WHAT TO WORK ON: Return every record exactly. Omit nothing.
>>>>>
//! PR text preparation for embedding.
//!
//! Embeddings work best on concise text: the title carries most of the
//! signal, the description is truncated, and the derived technology tags
//! are appended so the vector picks up stack terms that rarely appear in
//! prose.

use guru_core::PullRequestRecord;

/// Longest description prefix included in the embedding text.
const MAX_DESCRIPTION_CHARS: usize = 500;

/// Collapse whitespace and strip characters that carry no meaning.
///
/// # Examples
///
/// ```
/// use guru_embed::text::clean_text;
///
/// assert_eq!(clean_text("fix\n\n  the   bug"), "fix the bug");
/// assert_eq!(clean_text(""), "");
/// ```
pub fn clean_text(text: &str) -> String {
    let filtered: String = text
        .chars()
        .map(|c| if c.is_whitespace() { ' ' } else { c })
        .filter(|c| c.is_alphanumeric() || matches!(c, ' ' | '-' | '_' | '.' | ',' | '!' | '?'))
        .collect();

    filtered.split_whitespace().collect::<Vec<_>>().join(" ")
}

/// Format a PR into the text that gets embedded.
///
/// Joins the cleaned title, a truncated description, and a
/// `Technologies: ...` line. Returns an empty string when the PR has no
/// usable text (such records are skipped by the ingestion pipeline).
///
/// # Examples
///
/// ```
/// use guru_embed::text::format_pr_text;
///
/// let text = format_pr_text("Fix N+1 queries", "", &["graphql".into(), "dataloader".into()]);
/// assert_eq!(text, "Fix N+1 queries. Technologies: graphql, dataloader");
/// ```
pub fn format_pr_text(title: &str, description: &str, tech_keywords: &[String]) -> String {
    let mut components = Vec::new();

    let title = clean_text(title);
    if !title.is_empty() {
        components.push(title);
    }

    let mut description = clean_text(description);
    if !description.is_empty() {
        if description.chars().count() > MAX_DESCRIPTION_CHARS {
            description = description.chars().take(MAX_DESCRIPTION_CHARS).collect();
            description.push_str("...");
        }
        components.push(description);
    }

    if !tech_keywords.is_empty() {
        components.push(format!("Technologies: {}", tech_keywords.join(", ")));
    }

    components.join(". ")
}

/// Embedding text for a full record.
pub fn record_text(record: &PullRequestRecord) -> String {
    format_pr_text(&record.title, &record.description, &record.tech_keywords)
}

#[cfg(test)]
mod tests {
    use super::*;

    #[test]
    fn clean_text_collapses_whitespace() {
        assert_eq!(clean_text("a  b\t\nc"), "a b c");
    }

    #[test]
    fn clean_text_strips_markup_noise() {
        assert_eq!(clean_text("## Summary *bold*"), "Summary bold");
    }

    #[test]
    fn format_includes_all_components() {
        let text = format_pr_text(
            "Add retry middleware",
            "Wraps fetch with exponential backoff",
            &["middleware".into(), "fetch".into()],
        );
        assert_eq!(
            text,
            "Add retry middleware. Wraps fetch with exponential backoff. Technologies: middleware, fetch"
        );
    }

    #[test]
    fn long_descriptions_are_truncated() {
        let description = "x".repeat(2000);
        let text = format_pr_text("t", &description, &[]);
        assert!(text.chars().count() < 600);
        assert!(text.ends_with("..."));
    }

    #[test]
    fn empty_pr_yields_empty_text() {
        assert_eq!(format_pr_text("", "", &[]), "");
    }

    #[test]
    fn empty_description_is_skipped() {
        let text = format_pr_text("Title only", "", &[]);
        assert_eq!(text, "Title only");
    }
}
<<<<<
PROBLEM SOLUTION:
//! PR text preparation for embedding.
//!
//! Embeddings work best on concise text: the title carries most of the
//! signal, the description is truncated, and the derived technology tags
//! are appended so the vector picks up stack terms that rarely appear in
//! prose.

use guru_core::PullRequestRecord;

/// Longest description prefix included in the embedding text.
const MAX_DESCRIPTION_CHARS: usize = 500;

/// Collapse whitespace and strip characters that carry no meaning.
///
/// # Examples
///
/// ```
/// use guru_embed::text::clean_text;
///
/// assert_eq!(clean_text("fix\n\n  the   bug"), "fix the bug");
/// assert_eq!(clean_text(""), "");
/// ```
pub fn clean_text(text: &str) -> String {
    let filtered: String = text
        .chars()
        .map(|c| if c.is_whitespace() { ' ' } else { c })
        .filter(|c| c.is_alphanumeric() || matches!(c, ' ' | '-' | '_' | '.' | ',' | '!' | '?'))
        .collect();

    filtered.split_whitespace().collect::<Vec<_>>().join(" ")
}

/// Format a PR into the text that gets embedded.
///
/// Joins the cleaned title, a truncated description, and a
/// `Technologies: ...` line. Returns an empty string when the PR has no
/// usable text (such records are skipped by the ingestion pipeline).
///
/// # Examples
///
/// ```
/// use guru_embed::text::format_pr_text;
///
/// let text = format_pr_text("Fix N+1 queries", "", &["graphql".into(), "dataloader".into()]);
/// assert_eq!(text, "Fix N+1 queries. Technologies: graphql, dataloader");
/// ```
pub fn format_pr_text(title: &str, description: &str, tech_keywords: &[String]) -> String {
    let mut components = Vec::new();

    let title = clean_text(title);
    if !title.is_empty() {
        components.push(title);
    }

    let mut description = clean_text(description);
    if !description.is_empty() {
        if description.chars().count() > MAX_DESCRIPTION_CHARS {
            description = description.chars().take(MAX_DESCRIPTION_CHARS).collect();
            description.push_str("...");
        }
        components.push(description);
    }

    if !tech_keywords.is_empty() {
        components.push(format!("Technologies: {}", tech_keywords.join(", ")));
    }

    components.join(". ")
}

/// Embedding text for a full record.
pub fn record_text(record: &PullRequestRecord) -> String {
    format_pr_text(&record.title, &record.description, &record.tech_keywords)
}

#[cfg(test)]
mod tests {
    use super::*;

    #[test]
    fn clean_text_collapses_whitespace() {
        assert_eq!(clean_text("a  b\t\nc"), "a b c");
    }

    #[test]
    fn clean_text_strips_markup_noise() {
        assert_eq!(clean_text("## Summary *bold*"), "Summary bold");
    }

    #[test]
    fn format_includes_all_components() {
        let text = format_pr_text(
            "Add retry middleware",
            "Wraps fetch with exponential backoff",
            &["middleware".into(), "fetch".into()],
        );
        assert_eq!(
            text,
            "Add retry middleware. Wraps fetch with exponential backoff. Technologies: middleware, fetch"
        );
    }

    #[test]
    fn long_descriptions_are_truncated() {
        let description = "x".repeat(2000);
        let text = format_pr_text("t", &description, &[]);
        assert!(text.chars().count() < 600);
        assert!(text.ends_with("..."));
    }

    #[test]
    fn empty_pr_yields_empty_text() {
        assert_eq!(format_pr_text("", "", &[]), "");
    }

    #[test]
    fn empty_description_is_skipped() {
        let text = format_pr_text("Title only", "", &[]);
        assert_eq!(text, "Title only");
    }
}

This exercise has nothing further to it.